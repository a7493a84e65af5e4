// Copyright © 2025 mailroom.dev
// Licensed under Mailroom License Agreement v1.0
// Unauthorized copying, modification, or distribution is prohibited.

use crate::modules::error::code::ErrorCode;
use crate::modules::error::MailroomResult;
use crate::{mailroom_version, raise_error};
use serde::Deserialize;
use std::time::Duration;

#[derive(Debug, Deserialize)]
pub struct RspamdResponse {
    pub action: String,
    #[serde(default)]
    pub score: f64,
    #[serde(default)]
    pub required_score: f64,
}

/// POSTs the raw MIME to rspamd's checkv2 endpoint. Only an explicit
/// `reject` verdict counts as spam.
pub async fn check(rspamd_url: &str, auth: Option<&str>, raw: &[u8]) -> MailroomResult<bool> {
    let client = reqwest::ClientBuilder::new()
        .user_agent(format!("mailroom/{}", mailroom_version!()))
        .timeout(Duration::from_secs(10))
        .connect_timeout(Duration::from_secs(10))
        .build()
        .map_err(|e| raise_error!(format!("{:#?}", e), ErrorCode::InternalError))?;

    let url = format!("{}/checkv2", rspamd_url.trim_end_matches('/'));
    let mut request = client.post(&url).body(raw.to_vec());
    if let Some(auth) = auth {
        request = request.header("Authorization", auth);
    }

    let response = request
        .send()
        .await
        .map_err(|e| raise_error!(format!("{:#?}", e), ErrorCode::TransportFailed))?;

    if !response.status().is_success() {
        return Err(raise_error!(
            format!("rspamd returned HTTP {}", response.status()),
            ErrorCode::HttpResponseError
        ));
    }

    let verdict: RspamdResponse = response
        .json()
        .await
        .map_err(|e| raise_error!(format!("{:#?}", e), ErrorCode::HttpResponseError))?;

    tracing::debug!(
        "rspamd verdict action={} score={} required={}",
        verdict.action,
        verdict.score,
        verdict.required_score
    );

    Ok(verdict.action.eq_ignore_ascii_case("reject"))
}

==

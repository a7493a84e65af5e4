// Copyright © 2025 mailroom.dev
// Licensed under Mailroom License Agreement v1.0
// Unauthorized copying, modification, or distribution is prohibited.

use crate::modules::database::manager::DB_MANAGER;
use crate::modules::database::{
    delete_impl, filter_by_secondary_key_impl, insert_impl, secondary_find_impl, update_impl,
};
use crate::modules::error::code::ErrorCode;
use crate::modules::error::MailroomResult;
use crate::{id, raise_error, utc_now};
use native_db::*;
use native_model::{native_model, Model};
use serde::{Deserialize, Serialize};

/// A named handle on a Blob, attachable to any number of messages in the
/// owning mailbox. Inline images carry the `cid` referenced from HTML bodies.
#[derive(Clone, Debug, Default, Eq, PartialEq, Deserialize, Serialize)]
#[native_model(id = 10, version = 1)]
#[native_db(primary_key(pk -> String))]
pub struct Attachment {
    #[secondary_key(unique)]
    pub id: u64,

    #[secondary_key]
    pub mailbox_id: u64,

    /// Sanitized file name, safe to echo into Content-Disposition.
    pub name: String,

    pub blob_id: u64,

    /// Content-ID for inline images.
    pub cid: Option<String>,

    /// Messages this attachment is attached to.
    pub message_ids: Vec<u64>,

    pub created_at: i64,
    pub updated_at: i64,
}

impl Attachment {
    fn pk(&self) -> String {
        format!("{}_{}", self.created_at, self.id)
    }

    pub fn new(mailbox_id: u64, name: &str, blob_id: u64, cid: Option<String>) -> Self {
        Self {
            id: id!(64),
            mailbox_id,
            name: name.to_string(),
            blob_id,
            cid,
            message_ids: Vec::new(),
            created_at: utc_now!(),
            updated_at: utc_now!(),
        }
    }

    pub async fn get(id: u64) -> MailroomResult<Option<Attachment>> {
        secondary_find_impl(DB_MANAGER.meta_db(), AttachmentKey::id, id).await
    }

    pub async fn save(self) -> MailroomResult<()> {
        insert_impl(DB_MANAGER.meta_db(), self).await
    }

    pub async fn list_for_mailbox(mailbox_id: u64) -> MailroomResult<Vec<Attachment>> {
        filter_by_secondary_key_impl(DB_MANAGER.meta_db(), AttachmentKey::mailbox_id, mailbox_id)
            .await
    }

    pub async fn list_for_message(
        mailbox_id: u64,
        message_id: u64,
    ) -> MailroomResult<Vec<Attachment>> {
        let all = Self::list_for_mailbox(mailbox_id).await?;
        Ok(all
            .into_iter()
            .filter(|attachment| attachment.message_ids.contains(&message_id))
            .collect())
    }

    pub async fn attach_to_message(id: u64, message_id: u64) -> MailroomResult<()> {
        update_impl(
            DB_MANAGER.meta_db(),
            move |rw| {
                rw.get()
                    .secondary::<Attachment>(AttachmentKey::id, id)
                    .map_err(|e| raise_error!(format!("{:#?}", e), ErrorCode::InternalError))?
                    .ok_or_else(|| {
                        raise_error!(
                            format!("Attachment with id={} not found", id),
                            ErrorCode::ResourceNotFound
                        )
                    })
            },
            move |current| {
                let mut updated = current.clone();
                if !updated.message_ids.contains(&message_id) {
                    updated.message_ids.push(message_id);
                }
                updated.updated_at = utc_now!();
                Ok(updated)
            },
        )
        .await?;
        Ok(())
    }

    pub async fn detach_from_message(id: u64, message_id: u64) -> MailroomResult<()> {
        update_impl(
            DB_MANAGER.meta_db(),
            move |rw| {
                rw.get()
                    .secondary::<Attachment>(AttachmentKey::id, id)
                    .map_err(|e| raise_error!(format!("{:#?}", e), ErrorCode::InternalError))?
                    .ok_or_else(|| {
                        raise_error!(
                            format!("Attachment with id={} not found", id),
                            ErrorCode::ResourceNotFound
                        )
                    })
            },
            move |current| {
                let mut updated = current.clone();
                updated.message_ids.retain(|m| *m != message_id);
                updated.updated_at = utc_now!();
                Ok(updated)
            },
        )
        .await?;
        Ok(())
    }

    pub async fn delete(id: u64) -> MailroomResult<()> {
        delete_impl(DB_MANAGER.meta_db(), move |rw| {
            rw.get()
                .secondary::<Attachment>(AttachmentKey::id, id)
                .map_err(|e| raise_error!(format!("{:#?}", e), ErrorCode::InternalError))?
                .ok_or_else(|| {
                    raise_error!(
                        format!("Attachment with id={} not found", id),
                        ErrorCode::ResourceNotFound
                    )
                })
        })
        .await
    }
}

• ASSIGNMENT:
Using the material above, state how many lines include the string "Deserialize". Answer with a single number.

• SOLUTION:
4